What this task involves: Of the entries below, return only those lines from the line with "self.pending_crit.take().map(|crit| crit.multiplier)" to the line with "AbilitySlot::First => &mut", exactly, both included.

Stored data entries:
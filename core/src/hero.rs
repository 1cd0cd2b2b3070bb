use glam::Vec3;
use serde::{Deserialize, Serialize};

use crate::{AbilitySlot, EnemyId, HeroId, HeroKind};

/// The single player-controlled hero.
#[derive(Clone, Debug, PartialEq)]
pub struct Hero {
    /// Identifier allocated by the world; changes when the hero is switched.
    pub id: HeroId,
    /// Kit the hero plays.
    pub kind: HeroKind,
    /// Display name.
    pub name: String,
    /// Ground position.
    pub position: Vec3,
    /// Facing angle around the y axis.
    pub rotation: f32,
    /// Current health, clamped at zero.
    pub health: f32,
    /// Maximum health.
    pub max_health: f32,
    /// Walking speed in world units per second.
    pub speed: f32,
    /// Basic attack damage.
    pub damage: f32,
    /// Ground-plane basic attack range.
    pub attack_range: f32,
    /// Basic attacks per second.
    pub attack_speed: f32,
    /// Simulation time of the last basic attack.
    pub last_attack_time: Option<f32>,
    /// Enemy struck by the most recent basic attack.
    pub target: Option<EnemyId>,
    /// Destination of the current move order.
    pub target_position: Option<Vec3>,
    /// Whether the hero is walking toward `target_position`.
    pub is_moving: bool,
    /// The three ability slots.
    pub abilities: AbilitySet,
    /// Active fortress stance.
    pub fortress: Option<FortressBuff>,
    /// Crit waiting to be consumed by the next basic attack.
    pub pending_crit: Option<PendingCrit>,
}

impl Hero {
    /// Reports whether a crit is primed.
    #[must_use]
    pub fn has_pending_crit(&self) -> bool {
        self.pending_crit.is_some()
    }

    /// Consumes the primed crit and returns its damage multiplier.
    pub fn consume_crit(&mut self) -> Option<f32> {
        self.pending_crit.take().map(|crit| crit.multiplier)
    }

    /// Reports whether the fortress stance roots the hero in place.
    #[must_use]
    pub fn is_rooted(&self) -> bool {
        self.fortress.is_some()
    }
}

/// Fixed triple of abilities keyed by slot.
#[derive(Clone, Debug, PartialEq)]
pub struct AbilitySet {
    /// Ability bound to [`AbilitySlot::First`].
    pub first: Ability,
    /// Ability bound to [`AbilitySlot::Second`].
    pub second: Ability,
    /// Ability bound to [`AbilitySlot::Ultimate`].
    pub ultimate: Ability,
}

impl AbilitySet {
    /// Ability stored in the provided slot.
    #[must_use]
    pub fn get(&self, slot: AbilitySlot) -> &Ability {
        match slot {
            AbilitySlot::First => &self.first,
            AbilitySlot::Second => &self.second,
            AbilitySlot::Ultimate => &self.ultimate,
        }
    }

    /// Mutable ability stored in the provided slot.
    pub fn get_mut(&mut self, slot: AbilitySlot) -> &mut Ability {
        match slot {
            AbilitySlot::First => &mut self.first,
            AbilitySlot::Second => &mut self.second,
            AbilitySlot::Ultimate => &mut self.ultimate,
        }
    }

    /// Iterates over every ability mutably.
    pub fn iter_mut(&mut self) -> impl Iterator<Item = &mut Ability> {
        [&mut self.first, &mut self.second, &mut self.ultimate].into_iter()
    }
}

/// Cooldown-gated hero ability.
#[derive(Clone, Debug, PartialEq)]
pub struct Ability {
    /// Display name.
    pub name: String,
    /// Seconds between casts.
    pub cooldown: f32,
    /// Seconds until the ability can be cast again.
    pub current_cooldown: f32,
    /// Kit-specific tuning values.
    pub params: AbilityParams,
}

impl Ability {
    /// Reports whether the ability is off cooldown.
    #[must_use]
    pub fn is_ready(&self) -> bool {
        self.current_cooldown <= 0.0
    }

    /// Seconds since the last cast, saturating at the full cooldown.
    #[must_use]
    pub fn elapsed_since_cast(&self) -> f32 {
        self.cooldown - self.current_cooldown
    }
}

/// Optional tuning values an ability effect may read.
#[derive(Clone, Copy, Debug, Default, PartialEq, Serialize, Deserialize)]
#[serde(default)]
pub struct AbilityParams {
    /// Damage dealt.
    pub damage: Option<f32>,
    /// Area radius.
    pub radius: Option<f32>,
    /// Effect duration in seconds.
    pub duration: Option<f32>,
    /// Fraction of speed removed by a slow.
    pub slow_percent: Option<f32>,
    /// Knockback strength.
    pub knockback_force: Option<f32>,
    /// Crit damage multiplier.
    pub crit_multiplier: Option<f32>,
    /// Health fraction at or below which an execute kills.
    pub execute_threshold: Option<f32>,
    /// Healing applied per second.
    pub heal_per_second: Option<f32>,
    /// Search range for targeted effects.
    pub range: Option<f32>,
    /// Fraction of the distance enemies are pulled.
    pub pull_strength: Option<f32>,
    /// Seconds before a delayed effect resolves.
    pub delay: Option<f32>,
    /// Currency granted by economy effects.
    pub currency_bonus: Option<f32>,
    /// Full opening angle of a frontal cone, in degrees.
    pub cone_degrees: Option<f32>,
    /// Flat healing applied instantly.
    pub heal: Option<f32>,
}

/// Stats saved while the tank's fortress stance is active.
#[derive(Clone, Copy, Debug, PartialEq)]
pub struct FortressBuff {
    /// Damage to restore when the stance ends.
    pub saved_damage: f32,
    /// Speed to restore when the stance ends.
    pub saved_speed: f32,
    /// Seconds the stance lasts.
    pub duration: f32,
}

/// Crit primed by the assassin's mark.
#[derive(Clone, Copy, Debug, PartialEq)]
pub struct PendingCrit {
    /// Damage multiplier applied when consumed.
    pub multiplier: f32,
    /// Seconds until the mark fades unused.
    pub remaining: f32,
}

Written solution:
        self.pending_crit.take().map(|crit| crit.multiplier)
    }

    /// Reports whether the fortress stance roots the hero in place.
    #[must_use]
    pub fn is_rooted(&self) -> bool {
        self.fortress.is_some()
    }
}

/// Fixed triple of abilities keyed by slot.
#[derive(Clone, Debug, PartialEq)]
pub struct AbilitySet {
    /// Ability bound to [`AbilitySlot::First`].
    pub first: Ability,
    /// Ability bound to [`AbilitySlot::Second`].
    pub second: Ability,
    /// Ability bound to [`AbilitySlot::Ultimate`].
    pub ultimate: Ability,
}

impl AbilitySet {
    /// Ability stored in the provided slot.
    #[must_use]
    pub fn get(&self, slot: AbilitySlot) -> &Ability {
        match slot {
            AbilitySlot::First => &self.first,
            AbilitySlot::Second => &self.second,
            AbilitySlot::Ultimate => &self.ultimate,
        }
    }

    /// Mutable ability stored in the provided slot.
    pub fn get_mut(&mut self, slot: AbilitySlot) -> &mut Ability {
        match slot {
            AbilitySlot::First => &mut self.first,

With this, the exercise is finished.